SOURCE INFORMATION:

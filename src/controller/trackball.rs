use glam::{Mat4, Quat, Vec2, Vec3};

/// Virtual trackball: dragging rotates about the axis perpendicular to the
/// drag on a unit sphere, and the rotation keeps spinning after release at the
/// last measured angular velocity.
#[derive(Debug, Clone)]
pub struct Trackball {
    rotation: Quat,
    axis: Vec3,
    /// Radians per second.
    velocity: f32,
    last_position: Vec3,
    tracking: bool,
    /// Angle dragged since the last `update`, used to measure velocity.
    pending_angle: f32,
    viewport: Vec2,
}

impl Trackball {
    pub fn new() -> Self {
        Self {
            rotation: Quat::IDENTITY,
            axis: Vec3::Y,
            velocity: 0.0,
            last_position: Vec3::Z,
            tracking: false,
            pending_angle: 0.0,
            viewport: Vec2::ONE,
        }
    }

    pub fn resize_viewport(&mut self, width: u32, height: u32) {
        self.viewport = Vec2::new(width.max(1) as f32, height.max(1) as f32);
    }

    pub fn set_axis(&mut self, axis: Vec3) {
        let axis = axis.normalize_or_zero();
        self.axis = if axis == Vec3::ZERO { Vec3::Y } else { axis };
    }

    pub fn set_velocity(&mut self, velocity: f32) {
        self.velocity = velocity;
    }

    pub fn velocity(&self) -> f32 {
        self.velocity
    }

    pub fn is_tracking(&self) -> bool {
        self.tracking
    }

    pub fn mouse_press(&mut self, position: Vec2) {
        self.last_position = self.project(position);
        self.tracking = true;
        self.velocity = 0.0;
        self.pending_angle = 0.0;
    }

    pub fn mouse_move(&mut self, position: Vec2) {
        if !self.tracking {
            return;
        }

        let current = self.project(position);
        let axis = self.last_position.cross(current);
        if axis.length_squared() < 1e-12 {
            return;
        }

        let angle = self.last_position.angle_between(current);
        self.axis = axis.normalize();
        self.rotation = (Quat::from_axis_angle(self.axis, angle) * self.rotation).normalize();
        self.pending_angle += angle;
        self.last_position = current;
    }

    pub fn mouse_release(&mut self, position: Vec2) {
        self.mouse_move(position);
        self.tracking = false;
        self.pending_angle = 0.0;
    }

    /// Advance time: measures drag velocity while tracking, spins otherwise.
    pub fn update(&mut self, dt: f32) {
        if dt <= 0.0 {
            return;
        }
        if self.tracking {
            self.velocity = self.pending_angle / dt;
            self.pending_angle = 0.0;
        } else if self.velocity != 0.0 {
            let spin = Quat::from_axis_angle(self.axis, self.velocity * dt);
            self.rotation = (spin * self.rotation).normalize();
        }
    }

    pub fn rotation(&self) -> Quat {
        self.rotation
    }

    pub fn matrix(&self) -> Mat4 {
        Mat4::from_quat(self.rotation)
    }

    /// Maps a cursor position in pixels onto the unit sphere (or its rim).
    fn project(&self, position: Vec2) -> Vec3 {
        let x = 2.0 * position.x / self.viewport.x - 1.0;
        let y = 1.0 - 2.0 * position.y / self.viewport.y;
        let d2 = x * x + y * y;
        if d2 <= 1.0 {
            Vec3::new(x, y, (1.0 - d2).sqrt())
        } else {
            Vec3::new(x, y, 0.0).normalize()
        }
    }
}

impl Default for Trackball {
    fn default() -> Self {
        Self::new()
    }
}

PROBLEM REQUIREMENTS:
Looking at the entries above, determine how many lines contain the word "update" and state only that number.

ANSWER SECTION:
2